** Opening Dataset records block **

//! # Circuit Breaker
//!
//! Per-dependency circuit breaker guarding calls to an external service.
//!
//! ## States
//!
//! - **Closed**: normal operation, calls pass through. A success resets the
//!   consecutive failure count; reaching `failure_threshold` failures opens the circuit.
//! - **Open**: calls fail fast with [`ResilienceError::CircuitOpen`] until
//!   `recovery_timeout` has elapsed since the last failure.
//! - **Half-Open**: one trial call at a time is let through. A trial success
//!   (`success_threshold` of them) closes the circuit; a trial failure reopens it.
//!
//! All state lives behind one mutex, so transitions are linearizable per
//! dependency and outcomes are applied in the order calls complete.
//! Every transition is logged and, when a sender is attached, broadcast as a
//! [`CircuitTransition`].

use std::future::Future;
use std::sync::atomic::{AtomicU64, Ordering};
use std::sync::Mutex;
use std::time::Duration;

use chrono::{DateTime, Utc};
use serde::{Deserialize, Serialize};
use tokio::sync::broadcast;
use tokio::time::Instant;
use tracing::{debug, info};

use crate::resilience::{CircuitBreakerConfig, CircuitBreakerMetrics, ResilienceError};

/// Circuit breaker state
#[derive(Debug, Clone, Copy, PartialEq, Eq, Hash, Serialize, Deserialize, derive_more::Display)]
#[serde(rename_all = "snake_case")]
pub enum CircuitState {
    #[display("closed")]
    Closed,
    #[display("open")]
    Open,
    #[display("half_open")]
    HalfOpen,
}

/// State-transition event emitted by a breaker
#[derive(Debug, Clone, PartialEq, Serialize, Deserialize)]
pub struct CircuitTransition {
    pub dependency: String,
    pub from: CircuitState,
    pub to: CircuitState,
    pub consecutive_failures: u32,
    pub at: DateTime<Utc>,
}

#[derive(Debug)]
struct BreakerState {
    state: CircuitState,
    failure_count: u32,
    last_failure_at: Option<Instant>,
    half_open_successes: u32,
    trial_in_flight: bool,
}

#[derive(Debug, Default)]
struct BreakerCounters {
    total_calls: AtomicU64,
    success_count: AtomicU64,
    failure_count: AtomicU64,
    rejected_calls: AtomicU64,
    state_transitions: AtomicU64,
    total_duration_nanos: AtomicU64,
}

/// Circuit breaker for one named dependency
#[derive(Debug)]
pub struct CircuitBreaker {
    name: String,
    config: CircuitBreakerConfig,
    state: Mutex<BreakerState>,
    counters: BreakerCounters,
    transitions: Option<broadcast::Sender<CircuitTransition>>,
}

/// Admission ticket returned by [`CircuitBreaker::try_acquire`].
///
/// A half-open trial permit that is dropped without being settled (for
/// example because the calling future was cancelled) frees the trial slot
/// without recording a failure.
#[derive(Debug)]
pub struct CallPermit<'a> {
    breaker: &'a CircuitBreaker,
    trial: bool,
    settled: bool,
}

impl CallPermit<'_> {
    /// Whether this permit is the half-open trial call
    pub fn is_trial(&self) -> bool {
        self.trial
    }

    /// Record a successful call
    pub fn succeed(mut self, duration: Duration) {
        self.settled = true;
        self.breaker.record_success(duration);
    }

    /// Record a failed call
    pub fn fail(mut self, duration: Duration) {
        self.settled = true;
        self.breaker.record_failure(duration);
    }
}

impl Drop for CallPermit<'_> {
    fn drop(&mut self) {
        if self.trial && !self.settled {
            self.breaker.release_trial();
        }
    }
}

impl CircuitBreaker {
    /// Create a new breaker in the closed state
    pub fn new(name: String, config: CircuitBreakerConfig) -> Self {
        Self {
            name,
            config,
            state: Mutex::new(BreakerState {
                state: CircuitState::Closed,
                failure_count: 0,
                last_failure_at: None,
                half_open_successes: 0,
                trial_in_flight: false,
            }),
            counters: BreakerCounters::default(),
            transitions: None,
        }
    }

    /// Broadcast state transitions on the given channel
    pub fn with_transition_sender(mut self, sender: broadcast::Sender<CircuitTransition>) -> Self {
        self.transitions = Some(sender);
        self
    }

    /// Name of the dependency this breaker protects
    pub fn name(&self) -> &str {
        &self.name
    }

    pub fn config(&self) -> &CircuitBreakerConfig {
        &self.config
    }

    /// Current circuit state (does not perform the open → half-open check)
    pub fn state(&self) -> CircuitState {
        self.lock().state
    }

    /// Current consecutive failure count
    pub fn failure_count(&self) -> u32 {
        self.lock().failure_count
    }

    /// Closed breakers are healthy
    pub fn is_healthy(&self) -> bool {
        self.state() == CircuitState::Closed
    }

    /// Ask for admission of one call.
    ///
    /// Moves an open circuit to half-open once the recovery timeout has elapsed
    /// since the last failure; the caller receiving that permit is the trial call.
    pub fn try_acquire(&self) -> Result<CallPermit<'_>, ResilienceError> {
        let mut guard = self.lock();
        let current = guard.state;
        let admitted_as_trial = match current {
            CircuitState::Closed => Some(false),
            CircuitState::Open => {
                let recovered = guard.last_failure_at.map_or(true, |at| {
                    Instant::now().saturating_duration_since(at) >= self.config.recovery_timeout
                });
                if recovered {
                    self.transition(&mut guard, CircuitState::HalfOpen);
                    guard.trial_in_flight = true;
                    Some(true)
                } else {
                    None
                }
            }
            CircuitState::HalfOpen if !guard.trial_in_flight => {
                guard.trial_in_flight = true;
                Some(true)
            }
            CircuitState::HalfOpen => None,
        };
        drop(guard);

        match admitted_as_trial {
            Some(trial) => {
                self.counters.total_calls.fetch_add(1, Ordering::Relaxed);
                Ok(CallPermit {
                    breaker: self,
                    trial,
                    settled: false,
                })
            }
            None => {
                self.counters.rejected_calls.fetch_add(1, Ordering::Relaxed);
                debug!(dependency = %self.name, "Call rejected - circuit breaker open");
                Err(ResilienceError::circuit_open(&self.name))
            }
        }
    }

    /// Execute an async operation under breaker protection.
    ///
    /// Returns [`ResilienceError::CircuitOpen`] without invoking `operation` when
    /// the circuit is open. Otherwise the operation's own error is returned and
    /// recorded as a failure (cancellation excepted).
    pub async fn call<T, E, F, Fut>(&self, operation: F) -> Result<T, ResilienceError>
    where
        F: FnOnce() -> Fut,
        Fut: Future<Output = Result<T, E>>,
        E: Into<ResilienceError>,
    {
        let permit = self.try_acquire()?;
        let start = Instant::now();
        let result = operation().await.map_err(Into::into);

        match &result {
            Ok(_) => permit.succeed(start.elapsed()),
            Err(e) if e.counts_as_failure() => permit.fail(start.elapsed()),
            Err(_) => drop(permit),
        }
        result
    }

    /// Record a successful operation.
    ///
    /// Closed: resets the failure count. Half-open: counts toward
    /// `success_threshold` and closes the circuit once reached.
    pub fn record_success(&self, duration: Duration) {
        self.counters.success_count.fetch_add(1, Ordering::Relaxed);
        self.add_duration(duration);

        let mut guard = self.lock();
        let current = guard.state;
        match current {
            CircuitState::Closed => guard.failure_count = 0,
            CircuitState::HalfOpen => {
                guard.trial_in_flight = false;
                guard.half_open_successes += 1;
                if guard.half_open_successes >= self.config.success_threshold {
                    guard.failure_count = 0;
                    guard.half_open_successes = 0;
                    self.transition(&mut guard, CircuitState::Closed);
                }
            }
            // A call admitted before the circuit tripped completed late
            CircuitState::Open => {}
        }
    }

    /// Record a failed operation.
    ///
    /// Closed: opens the circuit once `failure_threshold` is reached.
    /// Half-open: any failure reopens the circuit immediately.
    pub fn record_failure(&self, duration: Duration) {
        self.counters.failure_count.fetch_add(1, Ordering::Relaxed);
        self.add_duration(duration);

        let mut guard = self.lock();
        guard.failure_count = guard.failure_count.saturating_add(1);
        guard.last_failure_at = Some(Instant::now());

        let current = guard.state;
        match current {
            CircuitState::Closed if guard.failure_count >= self.config.failure_threshold => {
                self.transition(&mut guard, CircuitState::Open);
            }
            CircuitState::HalfOpen => {
                guard.trial_in_flight = false;
                guard.half_open_successes = 0;
                self.transition(&mut guard, CircuitState::Open);
            }
            CircuitState::Closed | CircuitState::Open => {}
        }
    }

    /// Force the circuit to open state (emergency kill switch)
    pub fn force_open(&self) {
        let mut guard = self.lock();
        guard.last_failure_at = Some(Instant::now());
        guard.trial_in_flight = false;
        if guard.state != CircuitState::Open {
            self.transition(&mut guard, CircuitState::Open);
        }
    }

    /// Force the circuit to closed state (emergency recovery)
    pub fn force_closed(&self) {
        let mut guard = self.lock();
        guard.failure_count = 0;
        guard.half_open_successes = 0;
        guard.trial_in_flight = false;
        if guard.state != CircuitState::Closed {
            self.transition(&mut guard, CircuitState::Closed);
        }
    }

    /// Get a metrics snapshot for observability
    pub fn metrics(&self) -> CircuitBreakerMetrics {
        let (state, consecutive_failures, half_open_successes) = {
            let guard = self.lock();
            (guard.state, guard.failure_count, guard.half_open_successes)
        };

        CircuitBreakerMetrics {
            total_calls: self.counters.total_calls.load(Ordering::Relaxed),
            success_count: self.counters.success_count.load(Ordering::Relaxed),
            failure_count: self.counters.failure_count.load(Ordering::Relaxed),
            rejected_calls: self.counters.rejected_calls.load(Ordering::Relaxed),
            consecutive_failures: u64::from(consecutive_failures),
            half_open_successes: u64::from(half_open_successes),
            state_transitions: self.counters.state_transitions.load(Ordering::Relaxed),
            total_duration: Duration::from_nanos(
                self.counters.total_duration_nanos.load(Ordering::Relaxed),
            ),
            current_state: state,
            ..CircuitBreakerMetrics::new()
        }
        .with_derived_rates()
    }

    fn release_trial(&self) {
        self.lock().trial_in_flight = false;
    }

    fn add_duration(&self, duration: Duration) {
        let nanos = u64::try_from(duration.as_nanos()).unwrap_or(u64::MAX);
        self.counters
            .total_duration_nanos
            .fetch_add(nanos, Ordering::Relaxed);
    }

    fn lock(&self) -> std::sync::MutexGuard<'_, BreakerState> {
        self.state.lock().unwrap_or_else(|p| p.into_inner())
    }

    /// Apply a transition while holding the state lock so events for one
    /// dependency are emitted in the order they happened.
    fn transition(&self, guard: &mut BreakerState, to: CircuitState) {
        let from = guard.state;
        if from == to {
            return;
        }
        guard.state = to;
        self.counters
            .state_transitions
            .fetch_add(1, Ordering::Relaxed);

        info!(
            dependency = %self.name,
            from_state = %from,
            to_state = %to,
            consecutive_failures = guard.failure_count,
            "Circuit breaker state transition"
        );

        if let Some(sender) = &self.transitions {
            // No subscribers is not an error
            let _ = sender.send(CircuitTransition {
                dependency: self.name.clone(),
                from,
                to,
                consecutive_failures: guard.failure_count,
                at: Utc::now(),
            });
        }
    }
}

** Closing Dataset records block **

### Problem statement
Where a line in the entries holds the word "failed", copy that line.

### Task response
    /// Record a failed call
    /// Record a failed operation.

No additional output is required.